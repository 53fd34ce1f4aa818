// demos/stock_simulation.rs
use chrono::{Duration, NaiveDate};
use gbm_paths::config::{ParameterBounds, SimulationRequest};
use gbm_paths::error::SimError;
use gbm_paths::market_data::{InMemoryProvider, PricePoint};
use gbm_paths::mc::path_simulator::simulate;
use gbm_paths::models::params::SimulationParameters;
use gbm_paths::rng::{self, RecordedDraws};
use gbm_paths::session::SimulationSession;
use tracing_subscriber::EnvFilter;

fn main() {
    tracing_subscriber::fmt()
        .with_env_filter(EnvFilter::try_from_default_env().unwrap_or_else(|_| EnvFilter::new("info")))
        .init();

    let args: Vec<String> = std::env::args().collect();
    let ticker = args.get(1).cloned().unwrap_or_else(|| "AAPL".to_string());
    let seed = args
        .get(2)
        .and_then(|s| s.parse::<u64>().ok())
        .unwrap_or(42);

    println!("Monte Carlo Stock Price Simulation");
    println!("==================================\n");

    let as_of = NaiveDate::from_ymd_opt(2024, 6, 28).expect("valid date");
    let session = SimulationSession::new(synthetic_market(as_of), ParameterBounds::default())
        .expect("default bounds are valid");

    let request = SimulationRequest {
        ticker: ticker.clone(),
        ..Default::default()
    };
    let mut rng = rng::seed_rng_from_u64(seed);

    match session.run(&request, as_of, &mut rng) {
        Ok(report) => {
            println!("Closing prices for {}: {} days", report.ticker, report.history.len());
            println!("Latest Stock Price (S_0): {:.2}", report.parameters.s0);
            println!("Strike Price (K): {:.0}", report.parameters.strike);
            println!(
                "r = {:.2}, sigma = {:.2}, T = {:.1}, N = {}, steps = {}",
                report.parameters.r,
                report.parameters.sigma,
                report.parameters.t,
                report.parameters.paths,
                report.parameters.steps
            );

            println!("\nFirst 5 simulated paths (every 20th step):");
            for (j, path) in report.ensemble.iter_paths().take(5).enumerate() {
                let samples: Vec<String> = path
                    .iter()
                    .step_by(20)
                    .map(|s| format!("{:8.2}", s))
                    .collect();
                println!("  path {:>2}: {}", j, samples.join(" "));
            }

            println!(
                "\nSimulated final stock price mean: {:.2}",
                report.statistics.mean
            );
            println!(
                "Simulated final stock price standard deviation: {:.2}",
                report.statistics.std_dev
            );
            println!(
                "Analytic expected final price: {:.2} (MC standard error {:.2})",
                report.expected_terminal,
                report.statistics.standard_error()
            );
        }
        Err(SimError::HistoricalData { ticker, reason }) => {
            println!("Please enter a valid stock ticker ({}: {}).", ticker, reason);
        }
        Err(e) => println!("Simulation failed: {}", e),
    }

    println!("\nError handling");
    println!("--------------");

    let bad = SimulationParameters {
        sigma: -1.0,
        ..Default::default()
    };
    match simulate(&bad, &mut rng::seed_rng_from_u64(seed)) {
        Ok(_) => println!("   Unexpected: Should have failed!"),
        Err(e) => println!("   ✓ Caught error: {}", e),
    }

    let short = SimulationParameters::default();
    match simulate(&short, &mut RecordedDraws::zeros(10)) {
        Ok(_) => println!("   Unexpected: Should have failed!"),
        Err(e) if e.is_retryable() => println!("   ✓ Retryable error: {}", e),
        Err(e) => println!("   Unexpected error type: {}", e),
    }
}

/// A deterministic random walk per ticker, standing in for a market data vendor.
fn synthetic_market(as_of: NaiveDate) -> InMemoryProvider {
    let start = as_of - Duration::days(400);
    let mut provider = InMemoryProvider::new();
    for (ticker, base, seed) in [("AAPL", 180.0, 1u64), ("TSLA", 220.0, 2), ("MSFT", 410.0, 3)] {
        let mut draws = rng::seed_rng_from_u64(seed);
        let mut price: f64 = base;
        let points = (0..=400)
            .map(|d| {
                let z: f64 = rand_distr::Distribution::sample(&rand_distr::StandardNormal, &mut draws);
                price *= (0.015 * z).exp();
                PricePoint::new(start + Duration::days(d), price)
            })
            .collect();
        provider = provider.with_series(ticker, points);
    }
    provider
}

Your task -
Send back the complete listing, identical to the original in every line.

Solved exercise -
repository 53fd34ce1f4aa818
// demos/stock_simulation.rs
use chrono::{Duration, NaiveDate};
use gbm_paths::config::{ParameterBounds, SimulationRequest};
use gbm_paths::error::SimError;
use gbm_paths::market_data::{InMemoryProvider, PricePoint};
use gbm_paths::mc::path_simulator::simulate;
use gbm_paths::models::params::SimulationParameters;
use gbm_paths::rng::{self, RecordedDraws};
use gbm_paths::session::SimulationSession;
use tracing_subscriber::EnvFilter;

fn main() {
    tracing_subscriber::fmt()
        .with_env_filter(EnvFilter::try_from_default_env().unwrap_or_else(|_| EnvFilter::new("info")))
        .init();

    let args: Vec<String> = std::env::args().collect();
    let ticker = args.get(1).cloned().unwrap_or_else(|| "AAPL".to_string());
    let seed = args
        .get(2)
        .and_then(|s| s.parse::<u64>().ok())
        .unwrap_or(42);

    println!("Monte Carlo Stock Price Simulation");
    println!("==================================\n");

    let as_of = NaiveDate::from_ymd_opt(2024, 6, 28).expect("valid date");
    let session = SimulationSession::new(synthetic_market(as_of), ParameterBounds::default())
        .expect("default bounds are valid");

    let request = SimulationRequest {
        ticker: ticker.clone(),
        ..Default::default()
    };
    let mut rng = rng::seed_rng_from_u64(seed);

    match session.run(&request, as_of, &mut rng) {
        Ok(report) => {
            println!("Closing prices for {}: {} days", report.ticker, report.history.len());
            println!("Latest Stock Price (S_0): {:.2}", report.parameters.s0);
            println!("Strike Price (K): {:.0}", report.parameters.strike);
            println!(
                "r = {:.2}, sigma = {:.2}, T = {:.1}, N = {}, steps = {}",
                report.parameters.r,
                report.parameters.sigma,
                report.parameters.t,
                report.parameters.paths,
                report.parameters.steps
            );

            println!("\nFirst 5 simulated paths (every 20th step):");
            for (j, path) in report.ensemble.iter_paths().take(5).enumerate() {
                let samples: Vec<String> = path
                    .iter()
                    .step_by(20)
                    .map(|s| format!("{:8.2}", s))
                    .collect();
                println!("  path {:>2}: {}", j, samples.join(" "));
            }

            println!(
                "\nSimulated final stock price mean: {:.2}",
                report.statistics.mean
            );
            println!(
                "Simulated final stock price standard deviation: {:.2}",
                report.statistics.std_dev
            );
            println!(
                "Analytic expected final price: {:.2} (MC standard error {:.2})",
                report.expected_terminal,
                report.statistics.standard_error()
            );
        }
        Err(SimError::HistoricalData { ticker, reason }) => {
            println!("Please enter a valid stock ticker ({}: {}).", ticker, reason);
        }
        Err(e) => println!("Simulation failed: {}", e),
    }

    println!("\nError handling");
    println!("--------------");

    let bad = SimulationParameters {
        sigma: -1.0,
        ..Default::default()
    };
    match simulate(&bad, &mut rng::seed_rng_from_u64(seed)) {
        Ok(_) => println!("   Unexpected: Should have failed!"),
        Err(e) => println!("   ✓ Caught error: {}", e),
    }

    let short = SimulationParameters::default();
    match simulate(&short, &mut RecordedDraws::zeros(10)) {
        Ok(_) => println!("   Unexpected: Should have failed!"),
        Err(e) if e.is_retryable() => println!("   ✓ Retryable error: {}", e),
        Err(e) => println!("   Unexpected error type: {}", e),
    }
}

/// A deterministic random walk per ticker, standing in for a market data vendor.
fn synthetic_market(as_of: NaiveDate) -> InMemoryProvider {
    let start = as_of - Duration::days(400);
    let mut provider = InMemoryProvider::new();
    for (ticker, base, seed) in [("AAPL", 180.0, 1u64), ("TSLA", 220.0, 2), ("MSFT", 410.0, 3)] {
        let mut draws = rng::seed_rng_from_u64(seed);
        let mut price: f64 = base;
        let points = (0..=400)
            .map(|d| {
                let z: f64 = rand_distr::Distribution::sample(&rand_distr::StandardNormal, &mut draws);
                price *= (0.015 * z).exp();
                PricePoint::new(start + Duration::days(d), price)
            })
            .collect();
        provider = provider.with_series(ticker, points);
    }
    provider
}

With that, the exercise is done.